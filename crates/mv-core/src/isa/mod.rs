//! Instruction set descriptors for the three overlapping MV-family ISAs.
//!
//! The legacy 16-bit accumulator machine, the extended-register set layered
//! on top of it, and the 32-bit wide set all share the same 16-bit first
//! word. [`INSTRUCTION_TABLE`] is the single source of truth: one immutable
//! descriptor per mnemonic, in precedence order. Any first word matching no
//! descriptor is illegal by definition.

mod table;

pub use table::{INSTRUCTION_TABLE, LEF_MNEMONIC};

/// Index of a descriptor inside [`INSTRUCTION_TABLE`].
pub type InstrIndex = u16;

/// Dispatch group of an instruction.
///
/// The legacy accumulator machine contributes the four `Nova*` groups, the
/// extended-register set the four `Eclipse*` groups, and the wide set the
/// six `Eagle*` groups.
#[derive(Debug, Clone, Copy, PartialEq, Eq, Hash)]
#[allow(missing_docs)]
pub enum InstrClass {
    NovaMemRef,
    NovaOp,
    NovaIo,
    NovaPc,
    EclipseMemRef,
    EclipseOp,
    EclipsePc,
    EclipseStack,
    EagleMemRef,
    EagleOp,
    EaglePc,
    EagleStack,
    EagleIo,
    EagleFpu,
}

/// Operand-format families.
///
/// Each tag names the bit layout of the instruction's operand fields; the
/// operand decoder dispatches purely on this tag.
#[derive(Debug, Clone, Copy, PartialEq, Eq, Hash)]
#[allow(missing_docs)]
pub enum InstrFormat {
    /// Legacy effective address, no accumulator: indirect bit, 2-bit mode,
    /// 8-bit displacement in the first word.
    NovaNoAccEff,
    /// Legacy effective address plus a 2-bit accumulator selector.
    NovaOneAccEff,
    /// Legacy two-accumulator multiple-operation word: function, shift,
    /// carry control, no-load bit, skip condition.
    NovaTwoAccMultOp,
    /// Flag control + device number, no data accumulator.
    IoFlagsDev,
    /// Accumulator + flag control + device number.
    IoDataDev,
    /// Busy/Done test + device number.
    IoTestDev,
    /// CPU pseudo-device operation using one accumulator.
    CpuDeviceOneAcc,
    /// CPU pseudo-device operation with no operands.
    CpuDeviceNone,
    /// Single word, no operand fields.
    UniqueOneWord,
    /// First word fixed, second word is an unsigned parameter.
    UniqueTwoWord,
    /// One accumulator in the first word.
    OneAccOneWord,
    /// Source and destination accumulators in the first word.
    TwoAccOneWord,
    /// One floating accumulator in the first word.
    OneFpacOneWord,
    /// Source and destination floating accumulators in the first word.
    TwoFpacOneWord,
    /// Floating accumulator + fixed accumulator pair.
    FpacAcOneWord,
    /// 2-bit immediate (decoded as value + 1) plus one accumulator.
    ImmOneAcc,
    /// One accumulator + sign-extended 16-bit immediate word.
    OneAccImm2Word,
    /// One accumulator + raw 16-bit immediate word.
    OneAccImmWd2Word,
    /// One accumulator + 32-bit immediate doubleword.
    OneAccImmDwd3Word,
    /// Two accumulators + 16-bit immediate word.
    TwoAccImm2Word,
    /// Extended no-accumulator reference: mode in word 0, indirect bit and
    /// 15-bit displacement in word 1.
    NoAccModeInd2WordE,
    /// Extended one-accumulator reference, 15-bit displacement.
    OneAccModeInd2WordE,
    /// Wide no-accumulator reference, 15-bit displacement counted from the
    /// displacement word itself.
    NoAccModeInd2WordX,
    /// Wide one-accumulator reference, 15-bit displacement counted from the
    /// displacement word itself.
    OneAccModeInd2WordX,
    /// Wide byte reference: 16-bit byte displacement, no indirection.
    OneAccMode2WordXB,
    /// Wide no-accumulator reference, 31-bit displacement doubleword.
    NoAccModeInd3WordL,
    /// Wide one-accumulator reference, 31-bit displacement doubleword.
    OneAccModeInd3WordL,
    /// Wide byte reference with a 32-bit byte displacement doubleword.
    OneAccMode3WordLB,
    /// Wide call: 15-bit target word plus argument-count word.
    NoAccModeInd3WordXcall,
    /// Wide call: 31-bit target doubleword plus argument-count word.
    NoAccModeInd4WordLcall,
    /// 8-bit displacement split across the two spare nibbles of the word.
    Split8bitDisp,
    /// The extended-mode-flag instruction: legacy effective-address shape
    /// reached only through the classifier's mode carve-out.
    LefFmt,
}

/// One immutable instruction descriptor.
#[derive(Debug, Clone, Copy, PartialEq, Eq)]
pub struct InstrDescriptor {
    /// Assembler mnemonic.
    pub mnemonic: &'static str,
    /// Fixed bits of the first word.
    pub bits: u16,
    /// Mask of significant first-word bits.
    pub mask: u16,
    /// Instruction length in words (1-4).
    pub len: u8,
    /// Operand format family.
    pub fmt: InstrFormat,
    /// Dispatch group.
    pub class: InstrClass,
    /// Word offset of the displacement/parameter field, when one exists.
    pub disp_offset: u8,
    /// Legacy multiple-operation entries whose low-4-bit tail patterns
    /// `1000`/`1001` are reserved for the newer encodings and must fall
    /// through to later table entries.
    pub reserved_tail: bool,
}

impl InstrDescriptor {
    /// Whether `word` matches this descriptor's fixed bits, before the
    /// precedence carve-outs are applied.
    #[must_use]
    pub const fn matches(&self, word: u16) -> bool {
        word & self.mask == self.bits
    }
}

#[cfg(test)]
mod tests {
    use std::collections::HashSet;

    use super::{InstrClass, InstrFormat, INSTRUCTION_TABLE};

    #[test]
    fn mnemonics_are_unique() {
        let names: HashSet<_> = INSTRUCTION_TABLE.iter().map(|d| d.mnemonic).collect();
        assert_eq!(names.len(), INSTRUCTION_TABLE.len());
    }

    #[test]
    fn fixed_bits_always_lie_inside_the_mask() {
        for d in INSTRUCTION_TABLE {
            assert_eq!(d.bits & !d.mask, 0, "{} has bits outside its mask", d.mnemonic);
        }
    }

    #[test]
    fn lengths_are_one_to_four_words() {
        for d in INSTRUCTION_TABLE {
            assert!((1..=4).contains(&d.len), "{} length {}", d.mnemonic, d.len);
        }
    }

    #[test]
    fn reserved_tail_flags_mark_exactly_the_five_legacy_arithmetics() {
        let flagged: Vec<_> = INSTRUCTION_TABLE
            .iter()
            .filter(|d| d.reserved_tail)
            .map(|d| d.mnemonic)
            .collect();
        assert_eq!(flagged, ["NEG", "ADC", "SUB", "ADD", "AND"]);
    }

    #[test]
    fn all_fourteen_classes_are_populated() {
        let classes: HashSet<_> = INSTRUCTION_TABLE.iter().map(|d| d.class).collect();
        for class in [
            InstrClass::NovaMemRef,
            InstrClass::NovaOp,
            InstrClass::NovaIo,
            InstrClass::NovaPc,
            InstrClass::EclipseMemRef,
            InstrClass::EclipseOp,
            InstrClass::EclipsePc,
            InstrClass::EclipseStack,
            InstrClass::EagleMemRef,
            InstrClass::EagleOp,
            InstrClass::EaglePc,
            InstrClass::EagleStack,
            InstrClass::EagleIo,
            InstrClass::EagleFpu,
        ] {
            assert!(classes.contains(&class), "{class:?} has no entries");
        }
    }

    #[test]
    fn extended_entries_only_use_reserved_tail_patterns() {
        for d in INSTRUCTION_TABLE {
            if d.mask & 0x000F == 0x000F && d.bits & 0x8000 != 0 {
                let tail = d.bits & 0x000F;
                assert!(
                    tail == 0o10 || tail == 0o11,
                    "{} tail {tail:#06b} is not a reserved pattern",
                    d.mnemonic
                );
                let func = (d.bits >> 8) & 0x7;
                assert!(
                    matches!(func, 1 | 4..=7),
                    "{} function prefix {func} collides with a non-excluded legacy entry",
                    d.mnemonic
                );
            }
        }
    }

    #[test]
    fn multi_word_formats_carry_a_displacement_offset() {
        for d in INSTRUCTION_TABLE {
            if matches!(
                d.fmt,
                InstrFormat::NoAccModeInd2WordE
                    | InstrFormat::OneAccModeInd2WordE
                    | InstrFormat::NoAccModeInd2WordX
                    | InstrFormat::OneAccModeInd2WordX
                    | InstrFormat::NoAccModeInd3WordL
                    | InstrFormat::OneAccModeInd3WordL
            ) {
                assert_eq!(d.disp_offset, 1, "{}", d.mnemonic);
            }
        }
    }
}
//! Architectural register file for the MV-family processor.

use crate::addr::Address;

/// Number of fixed-point accumulators.
pub const AC_COUNT: usize = 4;
/// Number of floating-point accumulators.
pub const FPAC_COUNT: usize = 4;

/// Processor status word bit: fixed-point overflow mask.
pub const PSW_OVK: u32 = 1 << 31;
/// Processor status word bit: fixed-point overflow occurred.
pub const PSW_OVR: u32 = 1 << 30;
/// Mask of architecturally active status word bits.
const PSW_ACTIVE_MASK: u32 = PSW_OVK | PSW_OVR;

/// One segment base register.
///
/// The LEF flag puts the segment's legacy I/O encoding space into
/// extended-mode-flag interpretation; the I/O flag grants the segment the
/// right to touch the peripheral bus at all.
#[derive(Debug, Clone, Copy, PartialEq, Eq, Default)]
#[cfg_attr(feature = "serde", derive(serde::Deserialize, serde::Serialize))]
pub struct SbrEntry {
    /// Entry describes a mapped segment.
    pub valid: bool,
    /// Segment is the short (single-page-table) form.
    pub short_form: bool,
    /// Extended-mode-flag interpretation of the legacy I/O space.
    pub lef: bool,
    /// Segment may execute programmed I/O.
    pub io: bool,
    /// Physical base of the segment's page tables.
    pub base: u32,
}

/// Wide-stack fault protocol phase.
#[derive(Debug, Clone, Copy, PartialEq, Eq, Hash, Default)]
#[cfg_attr(feature = "serde", derive(serde::Deserialize, serde::Serialize))]
pub enum StackPhase {
    /// No fault outstanding.
    #[default]
    Normal,
    /// A save-type operation detected a fault it could not absorb yet.
    FaultPending,
    /// Control is inside the stack-fault handler.
    FaultHandlerActive,
}

/// The long-lived register block, exclusively owned by one processor's
/// fetch-decode-execute loop.
#[derive(Debug, Clone, PartialEq)]
#[cfg_attr(feature = "serde", derive(serde::Deserialize, serde::Serialize))]
pub struct CpuState {
    ac: [u32; AC_COUNT],
    fpac: [f64; FPAC_COUNT],
    pc: Address,
    carry: bool,
    psw: u32,
    atu_on: bool,
    ion: bool,
    sbr: [SbrEntry; 8],
    wfp: u32,
    wsp: u32,
    wsl: u32,
    wsb: u32,
    stack_phase: StackPhase,
    switches: u16,
}

impl Default for CpuState {
    fn default() -> Self {
        Self {
            ac: [0; AC_COUNT],
            fpac: [0.0; FPAC_COUNT],
            pc: Address::default(),
            carry: false,
            psw: 0,
            atu_on: false,
            ion: false,
            sbr: [SbrEntry::default(); 8],
            wfp: 0,
            wsp: 0,
            wsl: 0,
            wsb: 0,
            stack_phase: StackPhase::Normal,
            switches: 0,
        }
    }
}

impl CpuState {
    /// Reads an accumulator.
    #[must_use]
    pub const fn ac(&self, n: usize) -> u32 {
        self.ac[n & 3]
    }

    /// Writes an accumulator.
    pub const fn set_ac(&mut self, n: usize, value: u32) {
        self.ac[n & 3] = value;
    }

    /// Reads the low 16 bits of an accumulator, the view the legacy
    /// instruction set operates on.
    #[must_use]
    pub const fn ac16(&self, n: usize) -> u16 {
        self.ac[n & 3] as u16
    }

    /// Writes the low 16 bits of an accumulator, zeroing the high half the
    /// way the legacy set leaves wide registers.
    pub const fn set_ac16(&mut self, n: usize, value: u16) {
        self.ac[n & 3] = value as u32;
    }

    /// Reads a floating accumulator.
    #[must_use]
    pub const fn fpac(&self, n: usize) -> f64 {
        self.fpac[n & 3]
    }

    /// Writes a floating accumulator.
    pub const fn set_fpac(&mut self, n: usize, value: f64) {
        self.fpac[n & 3] = value;
    }

    /// The program counter.
    #[must_use]
    pub const fn pc(&self) -> Address {
        self.pc
    }

    /// Replaces the program counter.
    pub const fn set_pc(&mut self, pc: Address) {
        self.pc = pc;
    }

    /// The carry flag.
    #[must_use]
    pub const fn carry(&self) -> bool {
        self.carry
    }

    /// Sets or clears the carry flag.
    pub const fn set_carry(&mut self, carry: bool) {
        self.carry = carry;
    }

    /// The processor status word.
    #[must_use]
    pub const fn psw(&self) -> u32 {
        self.psw
    }

    /// Replaces the processor status word, keeping only active bits.
    pub const fn set_psw(&mut self, value: u32) {
        self.psw = value & PSW_ACTIVE_MASK;
    }

    /// Whether the fixed-point overflow mask is enabled.
    #[must_use]
    pub const fn ovk(&self) -> bool {
        self.psw & PSW_OVK != 0
    }

    /// Whether fixed-point overflow has occurred.
    #[must_use]
    pub const fn ovr(&self) -> bool {
        self.psw & PSW_OVR != 0
    }

    /// Sets or clears the overflow mask bit.
    pub const fn set_ovk(&mut self, on: bool) {
        if on {
            self.psw |= PSW_OVK;
        } else {
            self.psw &= !PSW_OVK;
        }
    }

    /// Sets or clears the overflow bit.
    pub const fn set_ovr(&mut self, on: bool) {
        if on {
            self.psw |= PSW_OVR;
        } else {
            self.psw &= !PSW_OVR;
        }
    }

    /// Whether address translation is enabled.
    #[must_use]
    pub const fn atu_on(&self) -> bool {
        self.atu_on
    }

    /// Enables or disables address translation.
    pub const fn set_atu_on(&mut self, on: bool) {
        self.atu_on = on;
    }

    /// Whether interrupts are enabled.
    #[must_use]
    pub const fn ion(&self) -> bool {
        self.ion
    }

    /// Enables or disables interrupts.
    pub const fn set_ion(&mut self, on: bool) {
        self.ion = on;
    }

    /// Reads a segment base register.
    #[must_use]
    pub const fn sbr(&self, ring: u8) -> SbrEntry {
        self.sbr[(ring & 7) as usize]
    }

    /// Replaces a segment base register.
    pub const fn set_sbr(&mut self, ring: u8, entry: SbrEntry) {
        self.sbr[(ring & 7) as usize] = entry;
    }

    /// The active segment base register, always the one the program
    /// counter's ring selects.
    #[must_use]
    pub const fn active_sbr(&self) -> SbrEntry {
        self.sbr(self.pc.ring())
    }

    /// Whether the current segment runs with the extended-mode flag.
    #[must_use]
    pub const fn lef_mode(&self) -> bool {
        self.active_sbr().lef
    }

    /// Whether the current segment may execute programmed I/O.
    #[must_use]
    pub const fn io_allowed(&self) -> bool {
        self.active_sbr().io
    }

    /// The wide-stack frame pointer.
    #[must_use]
    pub const fn wfp(&self) -> u32 {
        self.wfp
    }

    /// Replaces the wide-stack frame pointer.
    pub const fn set_wfp(&mut self, value: u32) {
        self.wfp = value;
    }

    /// The wide-stack pointer.
    #[must_use]
    pub const fn wsp(&self) -> u32 {
        self.wsp
    }

    /// Replaces the wide-stack pointer.
    pub const fn set_wsp(&mut self, value: u32) {
        self.wsp = value;
    }

    /// The wide-stack limit.
    #[must_use]
    pub const fn wsl(&self) -> u32 {
        self.wsl
    }

    /// Replaces the wide-stack limit.
    pub const fn set_wsl(&mut self, value: u32) {
        self.wsl = value;
    }

    /// The wide-stack base.
    #[must_use]
    pub const fn wsb(&self) -> u32 {
        self.wsb
    }

    /// Replaces the wide-stack base.
    pub const fn set_wsb(&mut self, value: u32) {
        self.wsb = value;
    }

    /// The wide-stack fault phase.
    #[must_use]
    pub const fn stack_phase(&self) -> StackPhase {
        self.stack_phase
    }

    /// Advances the wide-stack fault phase.
    pub const fn set_stack_phase(&mut self, phase: StackPhase) {
        self.stack_phase = phase;
    }

    /// The front-panel data switches, set by the hosting console.
    #[must_use]
    pub const fn switches(&self) -> u16 {
        self.switches
    }

    /// Updates the front-panel data switches.
    pub const fn set_switches(&mut self, value: u16) {
        self.switches = value;
    }

    /// Restores power-on register values. Memory contents are the memory
    /// collaborator's concern and are left alone; the data switches belong
    /// to the console and survive a reset.
    pub fn reset(&mut self) {
        let switches = self.switches;
        *self = Self {
            switches,
            ..Self::default()
        };
    }
}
══════
> _TASK TO CARRY OUT_
Pull every line containing the word "Whether" out of the entries above.

> _THE ANSWER_
    /// Whether `word` matches this descriptor's fixed bits, before the
    /// Whether the fixed-point overflow mask is enabled.
    /// Whether fixed-point overflow has occurred.
    /// Whether address translation is enabled.
    /// Whether interrupts are enabled.
    /// Whether the current segment runs with the extended-mode flag.
    /// Whether the current segment may execute programmed I/O.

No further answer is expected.